Work item -> Please write back every entry exactly, character for character.

Provided entries ->
>>>

//! Output formatting for CLI commands.

use std::fmt::Display;

use serde::Serialize;

use crate::cli::args::{OutputFormat, SaplingArgs};
use crate::error::Result;

/// Output a result in the specified format.
pub fn output_result<T: Serialize + Display>(
    message: &str,
    result: &T,
    args: &SaplingArgs,
) -> Result<()> {
    match args.output_format {
        OutputFormat::Human => output_human(message, result, args),
        OutputFormat::Json => output_json(result, args),
    }
}

/// Output in human-readable format.
fn output_human<T: Display>(message: &str, result: &T, args: &SaplingArgs) -> Result<()> {
    if args.verbosity() > 1 {
        println!("{message}");
        println!();
    }
    println!("{result}");
    Ok(())
}

/// Output in JSON format.
fn output_json<T: Serialize>(result: &T, args: &SaplingArgs) -> Result<()> {
    println!("{}", render_json(result, args.pretty)?);
    Ok(())
}

fn render_json<T: Serialize>(result: &T, pretty: bool) -> Result<String> {
    Ok(if pretty {
        serde_json::to_string_pretty(result)?
    } else {
        serde_json::to_string(result)?
    })
}
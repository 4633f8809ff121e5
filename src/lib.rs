//! # Sapling
//!
//! Classic machine learning and natural language processing pipelines for
//! Rust.
//!
//! ## Features
//!
//! - Tokenization, stop word filtering and frequency counting
//! - Rule-based part-of-speech tagging and named-entity chunking
//! - POS-aware lemmatization
//! - VADER sentiment scoring and a trainable bag-of-words naive Bayes
//! - Ordinal encoding, CART decision trees and categorical naive Bayes
//! - Ready-made pipelines in [`lessons`] with a CLI on top

pub mod analysis;
pub mod chunk;
pub mod cli;
pub mod config;
pub mod error;
pub mod lemmatize;
pub mod lessons;
pub mod ml;
pub mod sentiment;
pub mod tagging;

pub mod prelude {
    pub use crate::analysis::{Analyzer, FrequencyAnalyzer, FrequencyDistribution};
    pub use crate::chunk::{EntityLabel, ne_chunk};
    pub use crate::config::SaplingConfig;
    pub use crate::error::{Result, SaplingError};
    pub use crate::lemmatize::{Lemmatizer, WordNetPos};
    pub use crate::ml::{CategoricalNb, Classifier, DecisionTreeClassifier};
    pub use crate::sentiment::{NaiveBayesClassifier, SentimentIntensityAnalyzer, SentimentLabel};
    pub use crate::tagging::{PosTag, Tagger, pos_tag};
}

// Version information
pub const VERSION: &str = env!("CARGO_PKG_VERSION");
//! Sentiment analysis.
//!
//! Two approaches live here:
//!
//! - [`vader`]: lexicon and rule based scoring of short texts, producing
//!   [`PolarityScores`] without any training.
//! - [`naive_bayes`]: a bag-of-words [`NaiveBayesClassifier`] trained on a
//!   labelled [`ReviewCorpus`].
//!
//! ```
//! use sapling::sentiment::{SentimentIntensityAnalyzer, SentimentLabel};
//!
//! let analyzer = SentimentIntensityAnalyzer::new();
//! let scores = analyzer.polarity_scores("good");
//! assert_eq!(scores.compound, 0.4404);
//! assert_eq!(SentimentLabel::from_compound(scores.compound, 0.05, -0.05), SentimentLabel::Positive);
//! ```

pub mod corpus;
pub mod features;
pub mod lexicon;
pub mod naive_bayes;
pub mod vader;

pub use corpus::ReviewCorpus;
pub use features::{FeatureSet, LabeledDocument, document_features};
pub use lexicon::VaderLexicon;
pub use naive_bayes::{InformativeFeature, NaiveBayesClassifier, accuracy};
pub use vader::{PolarityScores, SentimentIntensityAnalyzer};

use std::fmt;

use serde::{Deserialize, Serialize};

/// Coarse sentiment derived from a compound score.
#[derive(Clone, Copy, Debug, PartialEq, Eq, Hash, Serialize, Deserialize)]
pub enum SentimentLabel {
    Positive,
    Negative,
    Neutral,
}

impl SentimentLabel {
    /// Classify a compound score. `compound >= positive` is positive,
    /// `compound <= negative` is negative, anything in between is neutral.
    pub fn from_compound(compound: f64, positive: f64, negative: f64) -> Self {
        if compound >= positive {
            SentimentLabel::Positive
        } else if compound <= negative {
            SentimentLabel::Negative
        } else {
            SentimentLabel::Neutral
        }
    }

    pub fn as_str(&self) -> &'static str {
        match self {
            SentimentLabel::Positive => "Positive",
            SentimentLabel::Negative => "Negative",
            SentimentLabel::Neutral => "Neutral",
        }
    }
}

impl fmt::Display for SentimentLabel {
    fn fmt(&self, f: &mut fmt::Formatter<'_>) -> fmt::Result {
        f.write_str(self.as_str())
    }
}

#[cfg(test)]
mod tests {
    use super::*;

    #[test]
    fn test_label_thresholds() {
        assert_eq!(
            SentimentLabel::from_compound(0.05, 0.05, -0.05),
            SentimentLabel::Positive
        );
        assert_eq!(
            SentimentLabel::from_compound(-0.05, 0.05, -0.05),
            SentimentLabel::Negative
        );
        assert_eq!(
            SentimentLabel::from_compound(0.0, 0.05, -0.05),
            SentimentLabel::Neutral
        );
        assert_eq!(
            SentimentLabel::from_compound(0.3, 0.5, -0.5),
            SentimentLabel::Neutral
        );
    }

    #[test]
    fn test_label_display() {
        assert_eq!(SentimentLabel::Negative.to_string(), "Negative");
        assert_eq!(
            serde_json::to_string(&SentimentLabel::Neutral).unwrap(),
            "\"Neutral\""
        );
    }
}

<<<

Answer box ->
//! Output formatting for CLI commands.

use std::fmt::Display;

use serde::Serialize;

use crate::cli::args::{OutputFormat, SaplingArgs};
use crate::error::Result;

/// Output a result in the specified format.
pub fn output_result<T: Serialize + Display>(
    message: &str,
    result: &T,
    args: &SaplingArgs,
) -> Result<()> {
    match args.output_format {
        OutputFormat::Human => output_human(message, result, args),
        OutputFormat::Json => output_json(result, args),
    }
}

/// Output in human-readable format.
fn output_human<T: Display>(message: &str, result: &T, args: &SaplingArgs) -> Result<()> {
    if args.verbosity() > 1 {
        println!("{message}");
        println!();
    }
    println!("{result}");
    Ok(())
}

/// Output in JSON format.
fn output_json<T: Serialize>(result: &T, args: &SaplingArgs) -> Result<()> {
    println!("{}", render_json(result, args.pretty)?);
    Ok(())
}

fn render_json<T: Serialize>(result: &T, pretty: bool) -> Result<String> {
    Ok(if pretty {
        serde_json::to_string_pretty(result)?
    } else {
        serde_json::to_string(result)?
    })
}
repository 4633f8809ff121e5
filename src/lib.rs
//! # Sapling
//!
//! Classic machine learning and natural language processing pipelines for
//! Rust.
//!
//! ## Features
//!
//! - Tokenization, stop word filtering and frequency counting
//! - Rule-based part-of-speech tagging and named-entity chunking
//! - POS-aware lemmatization
//! - VADER sentiment scoring and a trainable bag-of-words naive Bayes
//! - Ordinal encoding, CART decision trees and categorical naive Bayes
//! - Ready-made pipelines in [`lessons`] with a CLI on top

pub mod analysis;
pub mod chunk;
pub mod cli;
pub mod config;
pub mod error;
pub mod lemmatize;
pub mod lessons;
pub mod ml;
pub mod sentiment;
pub mod tagging;

pub mod prelude {
    pub use crate::analysis::{Analyzer, FrequencyAnalyzer, FrequencyDistribution};
    pub use crate::chunk::{EntityLabel, ne_chunk};
    pub use crate::config::SaplingConfig;
    pub use crate::error::{Result, SaplingError};
    pub use crate::lemmatize::{Lemmatizer, WordNetPos};
    pub use crate::ml::{CategoricalNb, Classifier, DecisionTreeClassifier};
    pub use crate::sentiment::{NaiveBayesClassifier, SentimentIntensityAnalyzer, SentimentLabel};
    pub use crate::tagging::{PosTag, Tagger, pos_tag};
}

// Version information
pub const VERSION: &str = env!("CARGO_PKG_VERSION");
//! Sentiment analysis.
//!
//! Two approaches live here:
//!
//! - [`vader`]: lexicon and rule based scoring of short texts, producing
//!   [`PolarityScores`] without any training.
//! - [`naive_bayes`]: a bag-of-words [`NaiveBayesClassifier`] trained on a
//!   labelled [`ReviewCorpus`].
//!
//! ```
//! use sapling::sentiment::{SentimentIntensityAnalyzer, SentimentLabel};
//!
//! let analyzer = SentimentIntensityAnalyzer::new();
//! let scores = analyzer.polarity_scores("good");
//! assert_eq!(scores.compound, 0.4404);
//! assert_eq!(SentimentLabel::from_compound(scores.compound, 0.05, -0.05), SentimentLabel::Positive);
//! ```

pub mod corpus;
pub mod features;
pub mod lexicon;
pub mod naive_bayes;
pub mod vader;

pub use corpus::ReviewCorpus;
pub use features::{FeatureSet, LabeledDocument, document_features};
pub use lexicon::VaderLexicon;
pub use naive_bayes::{InformativeFeature, NaiveBayesClassifier, accuracy};
pub use vader::{PolarityScores, SentimentIntensityAnalyzer};

use std::fmt;

use serde::{Deserialize, Serialize};

/// Coarse sentiment derived from a compound score.
#[derive(Clone, Copy, Debug, PartialEq, Eq, Hash, Serialize, Deserialize)]
pub enum SentimentLabel {
    Positive,
    Negative,
    Neutral,
}

impl SentimentLabel {
    /// Classify a compound score. `compound >= positive` is positive,
    /// `compound <= negative` is negative, anything in between is neutral.
    pub fn from_compound(compound: f64, positive: f64, negative: f64) -> Self {
        if compound >= positive {
            SentimentLabel::Positive
        } else if compound <= negative {
            SentimentLabel::Negative
        } else {
            SentimentLabel::Neutral
        }
    }

    pub fn as_str(&self) -> &'static str {
        match self {
            SentimentLabel::Positive => "Positive",
            SentimentLabel::Negative => "Negative",
            SentimentLabel::Neutral => "Neutral",
        }
    }
}

impl fmt::Display for SentimentLabel {
    fn fmt(&self, f: &mut fmt::Formatter<'_>) -> fmt::Result {
        f.write_str(self.as_str())
    }
}

#[cfg(test)]
mod tests {
    use super::*;

    #[test]
    fn test_label_thresholds() {
        assert_eq!(
            SentimentLabel::from_compound(0.05, 0.05, -0.05),
            SentimentLabel::Positive
        );
        assert_eq!(
            SentimentLabel::from_compound(-0.05, 0.05, -0.05),
            SentimentLabel::Negative
        );
        assert_eq!(
            SentimentLabel::from_compound(0.0, 0.05, -0.05),
            SentimentLabel::Neutral
        );
        assert_eq!(
            SentimentLabel::from_compound(0.3, 0.5, -0.5),
            SentimentLabel::Neutral
        );
    }

    #[test]
    fn test_label_display() {
        assert_eq!(SentimentLabel::Negative.to_string(), "Negative");
        assert_eq!(
            serde_json::to_string(&SentimentLabel::Neutral).unwrap(),
            "\"Neutral\""
        );
    }
}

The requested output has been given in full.